[What this task involves]:
In the records that follow, find each line with "Copy" and pull it out.

[Source records]:
- - - -

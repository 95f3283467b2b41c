#![allow(dead_code)]

use axum::body::Body;
use axum::http::{header, Request, Response};
use axum::Router;
use cliprelay::common::RelayConfig;
use cliprelay::server::{self, routes};
use cliprelay::store::SessionUploadStore;
use http_body_util::BodyExt;
use tempfile::TempDir;

pub const BOUNDARY: &str = "cliprelay-test-boundary";

pub fn setup_temp_dir() -> TempDir {
    TempDir::new().expect("Failed to create temp directory")
}

pub fn test_config(dir: &TempDir) -> RelayConfig {
    RelayConfig {
        upload_root: dir.path().join("uploads"),
        public_dir: None,
        ..RelayConfig::default()
    }
}

pub async fn open_store(dir: &TempDir) -> SessionUploadStore {
    SessionUploadStore::open(dir.path().join("uploads"), ".webm")
        .await
        .expect("Failed to open store")
}

pub async fn test_app(config: RelayConfig) -> Router {
    let state = server::build_state(config).await.expect("Failed to build state");
    routes::create_router(&state)
}

/// Single-field multipart body. `filename: None` sends a plain text field.
pub fn multipart_body(field: &str, filename: Option<&str>, data: &[u8]) -> Vec<u8> {
    let mut body = Vec::new();
    body.extend_from_slice(format!("--{}\r\n", BOUNDARY).as_bytes());
    match filename {
        Some(filename) => body.extend_from_slice(
            format!(
                "Content-Disposition: form-data; name=\"{}\"; filename=\"{}\"\r\nContent-Type: application/octet-stream\r\n\r\n",
                field, filename
            )
            .as_bytes(),
        ),
        None => body.extend_from_slice(
            format!("Content-Disposition: form-data; name=\"{}\"\r\n\r\n", field).as_bytes(),
        ),
    }
    body.extend_from_slice(data);
    body.extend_from_slice(format!("\r\n--{}--\r\n", BOUNDARY).as_bytes());
    body
}

pub fn upload_request(session_id: &str, body: Vec<u8>) -> Request<Body> {
    Request::builder()
        .method("POST")
        .uri(format!("/upload/{}", session_id))
        .header(
            header::CONTENT_TYPE,
            format!("multipart/form-data; boundary={}", BOUNDARY),
        )
        .body(Body::from(body))
        .unwrap()
}

pub fn get_request(uri: &str) -> Request<Body> {
    Request::builder()
        .uri(uri)
        .header(header::HOST, "example.com")
        .body(Body::empty())
        .unwrap()
}

pub async fn body_bytes(response: Response<Body>) -> Vec<u8> {
    response
        .into_body()
        .collect()
        .await
        .expect("Failed to read body")
        .to_bytes()
        .to_vec()
}

pub async fn body_json(response: Response<Body>) -> serde_json::Value {
    serde_json::from_slice(&body_bytes(response).await).expect("Body is not json")
}
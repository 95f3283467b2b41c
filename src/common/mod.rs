pub mod config;
pub mod errors;

pub use config::RelayConfig;
pub use errors::AppError;
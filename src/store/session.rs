use serde::Serialize;
use std::fmt;
use uuid::Uuid;

use crate::utils::security::{validate_segment, ValidationError};

/// Opaque session identifier.
///
/// Sessions have no record of their own; the id is just the name of the
/// directory that uploads land in.
#[derive(Clone, Debug, PartialEq, Eq, Hash)]
pub struct SessionId(String);

impl SessionId {
    /// Fresh random id (uuid v4, 122 random bits)
    pub fn generate() -> Self {
        Self(Uuid::new_v4().to_string())
    }

    /// Accept a caller supplied id.
    ///
    /// Ids are not checked against previously created sessions, only
    /// against anything that would escape the upload root.
    pub fn parse(raw: &str) -> Result<Self, ValidationError> {
        validate_segment(raw)?;
        Ok(Self(raw.to_string()))
    }

    pub fn as_str(&self) -> &str {
        &self.0
    }
}

impl fmt::Display for SessionId {
    fn fmt(&self, f: &mut fmt::Formatter<'_>) -> fmt::Result {
        f.write_str(&self.0)
    }
}

/// Response to a create-session request
#[derive(Clone, Debug, Serialize, PartialEq)]
#[serde(rename_all = "camelCase")]
pub struct SessionDescriptor {
    pub session_id: String,
    pub participant_link: String,
    pub owner_link: String,
}

impl SessionDescriptor {
    /// Build both links from `origin`, e.g. `http://example.com`
    pub fn new(session_id: &SessionId, origin: &str) -> Self {
        let origin = origin.trim_end_matches('/');
        Self {
            session_id: session_id.to_string(),
            participant_link: format!("{}/?id={}", origin, session_id),
            owner_link: format!("{}/owner.html?id={}", origin, session_id),
        }
    }
}
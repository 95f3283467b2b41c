use anyhow::Result;
use clap::{Args, Parser, Subcommand};
use cliprelay::common::RelayConfig;
use cliprelay::server;
use std::path::PathBuf;
use tracing_subscriber::EnvFilter;

#[derive(Parser)]
#[command(name = "cliprelay")]
#[command(about = "Session based clip upload relay")]
struct Cli {
    #[command(subcommand)]
    command: Option<Commands>,

    /// Log level, overrides RUST_LOG
    #[arg(long, global = true)]
    log_level: Option<String>,
}

// serve is the default when no subcommand is given
#[derive(Subcommand)]
enum Commands {
    /// Run the relay http server
    Serve(ServeArgs),
}

#[derive(Args, Default)]
struct ServeArgs {
    #[arg(long, help = "Config file (default: ./cliprelay.toml if present)")]
    config: Option<PathBuf>,

    #[arg(short, long, help = "Port to listen on (overrides PORT)")]
    port: Option<u16>,

    #[arg(long, help = "Directory uploads are stored under")]
    root: Option<PathBuf>,

    #[arg(long, help = "Directory with the static front-end")]
    public: Option<PathBuf>,
}

#[tokio::main]
async fn main() -> Result<()> {
    let cli = Cli::parse();
    init_tracing(cli.log_level.as_deref());

    match cli.command.unwrap_or(Commands::Serve(ServeArgs::default())) {
        Commands::Serve(args) => {
            let mut config = RelayConfig::load(args.config.as_deref())?;

            // cli flags win over file and env
            if let Some(port) = args.port {
                config.port = port;
            }
            if let Some(root) = args.root {
                config.upload_root = root;
            }
            if let Some(public) = args.public {
                config.public_dir = Some(public);
            }
            config.validate()?;

            server::start_server(config).await
        }
    }
}

fn init_tracing(level: Option<&str>) {
    let filter = match level {
        Some(level) => EnvFilter::new(format!("cliprelay={level},tower_http={level}")),
        None => EnvFilter::try_from_default_env()
            .unwrap_or_else(|_| EnvFilter::new("cliprelay=info,tower_http=info")),
    };

    tracing_subscriber::fmt().with_env_filter(filter).init();
}
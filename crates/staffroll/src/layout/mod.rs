//! Static geometry of the song: blocks and change markers for the overview strip, and per-section
//! regions for the staff view. Everything here is recomputed from scratch whenever the song changes.

mod blocks;
pub use blocks::{BlockLayout, ChangeRef, ViewBlock, ViewChange, layout_blocks};
mod regions;
pub use regions::{RegionLayout, ViewRegion, layout_regions, note_position};
use egui::Pos2;

bitflags::bitflags! {
    /// Input modifiers with a semantic meaning rather than a physical key.
    #[derive(Debug, Clone, Copy, PartialEq, Eq, Hash, Default)]
    pub struct InputModifiers: u8 {
        /// Clicking adds to or toggles the selection instead of replacing it. Bound to
        /// ctrl, or cmd on macOS.
        const EXTEND_SELECTION = 1 << 0;
    }
}

impl InputModifiers {
    pub fn from_egui(modifiers: egui::Modifiers) -> Self {
        let mut this = Self::empty();
        if modifiers.ctrl || modifiers.command {
            this |= Self::EXTEND_SELECTION;
        }
        this
    }
}

/// Pointer input in timeline coordinates: x in pixels from tick 0, y from the top of the first
/// track.
#[derive(Debug, Clone, Copy, PartialEq)]
pub enum PointerEvent {
    Down {
        pos: Pos2,
        modifiers: InputModifiers,
    },
    Move {
        pos: Pos2,
    },
    Up {
        pos: Pos2,
    },
    /// The gesture was interrupted (focus loss, escape). Nothing gets committed.
    Cancel,
}

impl PointerEvent {
    pub fn pos(&self) -> Option<Pos2> {
        match *self {
            Self::Down { pos, .. } | Self::Move { pos } | Self::Up { pos } => Some(pos),
            Self::Cancel => None,
        }
    }
}
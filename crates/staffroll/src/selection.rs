use ahash::{HashSet, HashSetExt};
use staffroll_lib::{ElementRef, Sequence};

use crate::{
    DirtyTracker,
    element::{ElementWrapper, InteractKind},
    track::Track,
};

/// Position of an element wrapper in the timeline.
#[derive(Debug, Clone, Copy, PartialEq, Eq, Hash)]
pub struct ElementKey {
    pub track: usize,
    pub index: usize,
}

impl ElementKey {
    pub fn new(track: usize, index: usize) -> Self {
        Self { track, index }
    }
}

pub(crate) fn element(tracks: &[Track], key: ElementKey) -> Option<&ElementWrapper> {
    tracks.get(key.track)?.element(key.index)
}
pub(crate) fn element_mut(tracks: &mut [Track], key: ElementKey) -> Option<&mut ElementWrapper> {
    tracks.get_mut(key.track)?.element_mut(key.index)
}

/// Keeps the selected flags of the element wrappers and the list of selected keys in sync.
#[derive(Debug, Default)]
pub struct SelectionManager {
    selected: Vec<ElementKey>,
}

impl SelectionManager {
    pub fn new() -> Self {
        Self::default()
    }

    pub fn selected(&self) -> &[ElementKey] {
        &self.selected
    }
    pub fn len(&self) -> usize {
        self.selected.len()
    }
    pub fn is_empty(&self) -> bool {
        self.selected.is_empty()
    }
    pub fn contains(&self, key: ElementKey) -> bool {
        self.selected.contains(&key)
    }

    pub fn iter<'a>(&'a self, tracks: &'a [Track]) -> impl Iterator<Item = &'a ElementWrapper> {
        self.selected.iter().filter_map(|&key| element(tracks, key))
    }

    pub fn select(&mut self, tracks: &mut [Track], dirty: &mut DirtyTracker, key: ElementKey) {
        let Some(elem) = element_mut(tracks, key) else {
            tracing::warn!("tried to select nonexistent element {key:?}");
            return;
        };
        elem.set_selected(true);
        dirty.mark_dirty(elem.dirty_range(InteractKind::empty(), 0));
        if !self.selected.contains(&key) {
            self.selected.push(key);
        }
    }

    pub fn unselect(&mut self, tracks: &mut [Track], dirty: &mut DirtyTracker, key: ElementKey) {
        if let Some(elem) = element_mut(tracks, key) {
            elem.set_selected(false);
            dirty.mark_dirty(elem.dirty_range(InteractKind::empty(), 0));
        }
        self.selected.retain(|&k| k != key);
    }

    pub fn unselect_all(&mut self, tracks: &mut [Track], dirty: &mut DirtyTracker) {
        for key in std::mem::take(&mut self.selected) {
            if let Some(elem) = element_mut(tracks, key) {
                elem.set_selected(false);
                dirty.mark_dirty(elem.dirty_range(InteractKind::empty(), 0));
            }
        }
    }

    /// Drops every selected element that can't take part in a `kind` gesture.
    pub fn unselect_all_except_compatible(
        &mut self,
        tracks: &mut [Track],
        dirty: &mut DirtyTracker,
        kind: InteractKind,
    ) {
        self.selected.retain(|&key| {
            let Some(elem) = element_mut(tracks, key) else {
                return false;
            };
            if elem.is_compatible_with(kind) {
                return true;
            }
            elem.set_selected(false);
            dirty.mark_dirty(elem.dirty_range(InteractKind::empty(), 0));
            false
        });
    }

    /// Forgets the selection without touching any wrapper, for when the wrappers were rebuilt.
    pub fn clear(&mut self) {
        self.selected.clear();
    }

    /// The song objects behind the current selection.
    pub fn selected_elements(&self, tracks: &[Track]) -> HashSet<ElementRef> {
        self.iter(tracks).map(ElementWrapper::element).collect()
    }

    /// Selects the wrappers of `elements` after the tracks were rebuilt.
    pub fn restore(&mut self, tracks: &mut [Track], elements: &HashSet<ElementRef>) {
        self.selected.clear();
        for (track_index, track) in tracks.iter_mut().enumerate() {
            let mut index = 0;
            while let Some(elem) = track.element_mut(index) {
                if elements.contains(&elem.element()) {
                    elem.set_selected(true);
                    self.selected.push(ElementKey::new(track_index, index));
                }
                index += 1;
            }
        }
    }

    /// Applies `delta` to the working copies of every selected element.
    pub fn set_displacement(
        &self,
        tracks: &mut [Track],
        action: InteractKind,
        delta_time: i64,
        delta_pitch: i32,
    ) {
        for &key in &self.selected {
            if let Some(elem) = element_mut(tracks, key) {
                elem.set_displacement(action, delta_time, delta_pitch);
            }
        }
    }

    pub fn reset_displacement(&self, tracks: &mut [Track]) {
        for &key in &self.selected {
            if let Some(elem) = element_mut(tracks, key) {
                elem.reset_displacement();
            }
        }
    }

    pub fn mark_dirty(
        &self,
        tracks: &[Track],
        dirty: &mut DirtyTracker,
        action: InteractKind,
        delta_time: i64,
    ) {
        for elem in self.iter(tracks) {
            dirty.mark_dirty(elem.dirty_range(action, delta_time));
        }
    }
}

/// Where `element` ended up after the sequence reorders in `remaps`.
pub(crate) fn remap_element(element: ElementRef, remaps: &[(Sequence, Vec<usize>)]) -> ElementRef {
    remaps
        .iter()
        .find(|(sequence, _)| *sequence == element.sequence())
        .and_then(|(_, positions)| positions.get(element.index()))
        .map_or(element, |&index| element.with_index(index))
}

pub(crate) fn remap_elements(
    elements: &HashSet<ElementRef>,
    remaps: &[(Sequence, Vec<usize>)],
) -> HashSet<ElementRef> {
    let mut remapped = HashSet::with_capacity(elements.len());
    for &element in elements {
        remapped.insert(remap_element(element, remaps));
    }
    remapped
}
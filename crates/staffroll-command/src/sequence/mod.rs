use staffroll_lib::{Sequence, Song};

use crate::SongCommand;

/// Puts a sequence back into tick order after its elements were moved around.
#[derive(Debug)]
pub struct SequenceReorder {
    sequence: Sequence,
    order: Vec<usize>,
}

impl SequenceReorder {
    /// Returns `None` if the sequence is already in tick order.
    pub fn sort_by_tick(song: &Song, sequence: Sequence) -> Option<Self> {
        let order = song.tick_order(sequence);
        let is_identity = order.iter().enumerate().all(|(i, &j)| i == j);
        (!is_identity).then_some(Self { sequence, order })
    }

    pub fn sequence(&self) -> Sequence {
        self.sequence
    }
    /// Where each element ends up, indexed by its position before the reorder.
    pub fn new_positions(&self) -> Vec<usize> {
        let mut inverse = vec![0; self.order.len()];
        for (new, &old) in self.order.iter().enumerate() {
            inverse[old] = new;
        }
        inverse
    }
}

impl SongCommand for SequenceReorder {
    fn execute(&mut self, song: &mut Song) {
        song.reorder(self.sequence, &self.order);
    }
    fn rollback(&mut self, song: &mut Song) {
        song.reorder(self.sequence, &self.new_positions());
    }
}
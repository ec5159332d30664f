use smallvec::{SmallVec, smallvec};

use crate::Timed;

/// A scale, as semitone offsets of each degree from the tonic. The first degree is always 0.
#[derive(PartialEq, Eq, Clone, Debug)]
#[cfg_attr(feature = "serde", derive(serde::Serialize, serde::Deserialize))]
pub struct Scale {
    pub name: String,
    pub degrees: SmallVec<[u8; 12]>,
}

impl Scale {
    pub fn major() -> Self {
        Self {
            name: "Major".into(),
            degrees: smallvec![0, 2, 4, 5, 7, 9, 11],
        }
    }
    pub fn natural_minor() -> Self {
        Self {
            name: "Natural Minor".into(),
            degrees: smallvec![0, 2, 3, 5, 7, 8, 10],
        }
    }
}

#[derive(PartialEq, Eq, Clone, Debug)]
#[cfg_attr(feature = "serde", derive(serde::Serialize, serde::Deserialize))]
pub struct KeyChange {
    pub tick: i64,
    pub scale: Scale,
    pub tonic_pitch: i32,
}

impl KeyChange {
    pub fn new(tick: i64, scale: Scale, tonic_pitch: i32) -> Self {
        Self {
            tick,
            scale,
            tonic_pitch,
        }
    }
}

#[derive(PartialEq, Eq, Clone, Copy, Debug)]
#[cfg_attr(feature = "serde", derive(serde::Serialize, serde::Deserialize))]
pub struct MeterChange {
    pub tick: i64,
    pub numerator: u32,
    pub denominator: u32,
}

impl MeterChange {
    pub fn new(tick: i64, numerator: u32, denominator: u32) -> Self {
        Self {
            tick,
            numerator,
            denominator,
        }
    }
}

impl Timed for KeyChange {
    fn tick(&self) -> i64 {
        self.tick
    }
}
impl Timed for MeterChange {
    fn tick(&self) -> i64 {
        self.tick
    }
}
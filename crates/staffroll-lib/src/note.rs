use crate::{Range, Timed};

/// Lowest pitch a note may be dragged to.
pub const MIN_VALID_MIDI_PITCH: i32 = 3 * 12;
/// Notes stay strictly below this pitch.
pub const MAX_VALID_MIDI_PITCH: i32 = 8 * 12 - 1;

#[derive(PartialEq, Eq, Clone, Debug)]
#[cfg_attr(feature = "serde", derive(serde::Serialize, serde::Deserialize))]
pub struct Note {
    pub tick: i64,
    pub duration: i64,
    // MIDI pitch, middle C == 60
    pub pitch: i32,
}

impl Note {
    pub fn new(tick: i64, duration: i64, pitch: i32) -> Self {
        Self {
            tick,
            duration,
            pitch,
        }
    }

    pub fn range(&self) -> Range {
        Range::from_start_length(self.tick, self.duration)
    }
}

#[derive(PartialEq, Eq, Clone, Debug)]
#[cfg_attr(feature = "serde", derive(serde::Serialize, serde::Deserialize))]
pub struct Chord {
    pub tick: i64,
    pub duration: i64,
    pub root_pitch: i32,
    /// Index into the host's chord kind table (major, minor, dominant seventh, ...).
    pub kind: u32,
}

impl Chord {
    pub fn new(tick: i64, duration: i64, root_pitch: i32, kind: u32) -> Self {
        Self {
            tick,
            duration,
            root_pitch,
            kind,
        }
    }

    pub fn range(&self) -> Range {
        Range::from_start_length(self.tick, self.duration)
    }
}

impl Timed for Note {
    fn tick(&self) -> i64 {
        self.tick
    }
}
impl Timed for Chord {
    fn tick(&self) -> i64 {
        self.tick
    }
}
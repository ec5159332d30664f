use crate::Scale;

/// Maps pitches to staff rows. Rows count scale degrees upwards; a pitch between two degrees
/// lands on a fractional row.
pub trait PitchRows {
    fn row_for_pitch(&self, pitch: i32, scale: &Scale, tonic_pitch: i32) -> f32;
}

/// Seven rows per octave with C0 (MIDI 0) at row 0, so middle C sits on row 35.
#[derive(Debug, Clone, Copy, Default)]
pub struct DiatonicRows;

impl DiatonicRows {
    // row of each pitch class within an octave, sharps share the row of the natural below
    const PITCH_CLASS_ROWS: [i32; 12] = [0, 0, 1, 1, 2, 3, 3, 4, 4, 5, 5, 6];
}

impl PitchRows for DiatonicRows {
    fn row_for_pitch(&self, pitch: i32, scale: &Scale, tonic_pitch: i32) -> f32 {
        let tonic_row = tonic_pitch.div_euclid(12) * 7
            + Self::PITCH_CLASS_ROWS[tonic_pitch.rem_euclid(12) as usize];

        if scale.degrees.is_empty() {
            return tonic_row as f32;
        }

        let relative = pitch - tonic_pitch;
        let octave = relative.div_euclid(12);
        let semitones = relative.rem_euclid(12) as u8;

        let degree = scale
            .degrees
            .iter()
            .rposition(|&d| d <= semitones)
            .unwrap_or(0);
        let row = tonic_row + octave * scale.degrees.len() as i32 + degree as i32;

        if scale.degrees[degree] == semitones {
            row as f32
        } else {
            row as f32 + 0.5
        }
    }
}

#[cfg(test)]
mod tests {
    use super::{DiatonicRows, PitchRows};
    use crate::Scale;

    #[test]
    fn test_c_major_rows() {
        let rows = DiatonicRows;
        let major = Scale::major();
        assert_eq!(rows.row_for_pitch(60, &major, 60), 35.0);
        assert_eq!(rows.row_for_pitch(64, &major, 60), 37.0);
        assert_eq!(rows.row_for_pitch(72, &major, 60), 42.0);
        assert_eq!(rows.row_for_pitch(61, &major, 60), 35.5);
        assert_eq!(rows.row_for_pitch(59, &major, 60), 34.0);
    }

    #[test]
    fn test_other_tonic() {
        let rows = DiatonicRows;
        // D major, F# is the third degree
        assert_eq!(rows.row_for_pitch(66, &Scale::major(), 62), 38.0);
    }
}
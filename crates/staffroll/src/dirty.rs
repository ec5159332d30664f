use staffroll_lib::Range;

/// Accumulates the tick span that has to be repainted. Only ever grows until it's taken.
#[derive(Debug, Clone)]
pub struct DirtyTracker {
    span: Option<Range>,

    pad: i64,
    all_margin: i64,
    length: i64,
}

impl DirtyTracker {
    pub fn new(pad: i64, all_margin: i64) -> Self {
        Self {
            span: None,
            pad,
            all_margin,
            length: 0,
        }
    }

    /// Sets the timeline length [`mark_all`](Self::mark_all) covers.
    pub fn set_length(&mut self, length: i64) {
        self.length = length;
    }

    pub fn mark_dirty(&mut self, range: Range) {
        let padded = range.expand(self.pad);
        self.span = Some(match self.span {
            Some(span) => span.merge(padded),
            None => padded,
        });
    }

    pub fn mark_all(&mut self) {
        self.mark_dirty(Range::new(0, self.length).expand(self.all_margin - self.pad));
    }

    pub fn is_dirty(&self) -> bool {
        self.span.is_some()
    }
    pub fn span(&self) -> Option<Range> {
        self.span
    }

    /// The span to repaint, or `None` if nothing changed since the last call.
    pub fn take_and_clear(&mut self) -> Option<Range> {
        self.span.take()
    }
}
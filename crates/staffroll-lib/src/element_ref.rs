use crate::{Chord, Idx, KeyChange, MeterChange, Note};

/// One of the song's ordered sequences.
#[derive(PartialEq, Eq, Clone, Copy, Debug, Hash)]
pub enum Sequence {
    Notes,
    Chords,
    KeyChanges,
    MeterChanges,
}

/// Refers to a single object in the song by its position in the owning sequence.
#[derive(PartialEq, Eq, Clone, Copy, Debug, Hash)]
pub enum ElementRef {
    Note(Idx<Note>),
    Chord(Idx<Chord>),
    KeyChange(Idx<KeyChange>),
    MeterChange(Idx<MeterChange>),
}

impl ElementRef {
    pub fn sequence(self) -> Sequence {
        match self {
            Self::Note(_) => Sequence::Notes,
            Self::Chord(_) => Sequence::Chords,
            Self::KeyChange(_) => Sequence::KeyChanges,
            Self::MeterChange(_) => Sequence::MeterChanges,
        }
    }

    pub fn index(self) -> usize {
        match self {
            Self::Note(idx) => idx.get(),
            Self::Chord(idx) => idx.get(),
            Self::KeyChange(idx) => idx.get(),
            Self::MeterChange(idx) => idx.get(),
        }
    }

    /// The same position in another sequence.
    pub fn in_sequence(sequence: Sequence, index: usize) -> Self {
        match sequence {
            Sequence::Notes => Self::Note(Idx::new(index)),
            Sequence::Chords => Self::Chord(Idx::new(index)),
            Sequence::KeyChanges => Self::KeyChange(Idx::new(index)),
            Sequence::MeterChanges => Self::MeterChange(Idx::new(index)),
        }
    }

    pub fn with_index(self, index: usize) -> Self {
        Self::in_sequence(self.sequence(), index)
    }
}
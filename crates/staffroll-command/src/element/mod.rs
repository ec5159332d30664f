use staffroll_lib::{ElementRef, Song};

use crate::SongCommand;

#[derive(Debug)]
pub struct ElementMove {
    element: ElementRef,
    starting_tick: i64,
    new_tick: i64,
    pitch_offset: i32,
}

impl ElementMove {
    pub fn new(element: ElementRef, starting_tick: i64, new_tick: i64, pitch_offset: i32) -> Self {
        Self {
            element,
            starting_tick,
            new_tick,
            pitch_offset,
        }
    }

    pub fn element(&self) -> ElementRef {
        self.element
    }
    pub fn tick_offset(&self) -> i64 {
        self.new_tick - self.starting_tick
    }
    pub fn pitch_offset(&self) -> i32 {
        self.pitch_offset
    }
}

impl SongCommand for ElementMove {
    fn execute(&mut self, song: &mut Song) {
        song.move_element(self.element, self.new_tick, self.pitch_offset);
    }
    fn rollback(&mut self, song: &mut Song) {
        song.move_element(self.element, self.starting_tick, -self.pitch_offset);
    }
}

#[derive(Debug)]
pub struct ElementStretch {
    element: ElementRef,
    starting_duration: i64,
    new_duration: i64,
}

impl ElementStretch {
    pub fn new(element: ElementRef, starting_duration: i64, new_duration: i64) -> Self {
        Self {
            element,
            starting_duration,
            new_duration,
        }
    }

    pub fn element(&self) -> ElementRef {
        self.element
    }
}

impl SongCommand for ElementStretch {
    fn execute(&mut self, song: &mut Song) {
        song.set_duration(self.element, self.new_duration);
    }
    fn rollback(&mut self, song: &mut Song) {
        song.set_duration(self.element, self.starting_duration);
    }
}

#[cfg(test)]
mod tests {
    use staffroll_lib::{ElementRef, Idx, Note, Song};

    use super::{ElementMove, ElementStretch};
    use crate::SongCommand;

    #[test]
    fn test_move_and_rollback() {
        let mut song = Song::new(1920);
        song.notes.push(Note::new(480, 240, 64));
        let note = ElementRef::Note(Idx::new(0));

        let mut command = ElementMove::new(note, 480, 960, -2);
        command.execute(&mut song);
        assert_eq!(song.notes[0], Note::new(960, 240, 62));
        assert_eq!(command.tick_offset(), 480);

        command.rollback(&mut song);
        assert_eq!(song.notes[0], Note::new(480, 240, 64));
    }

    #[test]
    fn test_stretch_and_rollback() {
        let mut song = Song::new(1920);
        song.notes.push(Note::new(0, 240, 64));
        let note = ElementRef::Note(Idx::new(0));

        let mut command = ElementStretch::new(note, 240, 600);
        command.execute(&mut song);
        assert_eq!(song.notes[0].duration, 600);
        command.rollback(&mut song);
        assert_eq!(song.notes[0].duration, 240);
    }
}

- - - -

[Response to this exercise]:
    #[derive(Debug, Clone, Copy, PartialEq, Eq, Hash, Default)]
#[derive(Debug, Clone, Copy, PartialEq)]
#[derive(Debug, Clone, Copy, PartialEq, Eq, Hash)]
#[derive(PartialEq, Eq, Clone, Copy, Debug)]
#[derive(Debug, Clone, Copy, Default)]
#[derive(PartialEq, Eq, Clone, Copy, Debug, Hash)]
#[derive(PartialEq, Eq, Clone, Copy, Debug, Hash)]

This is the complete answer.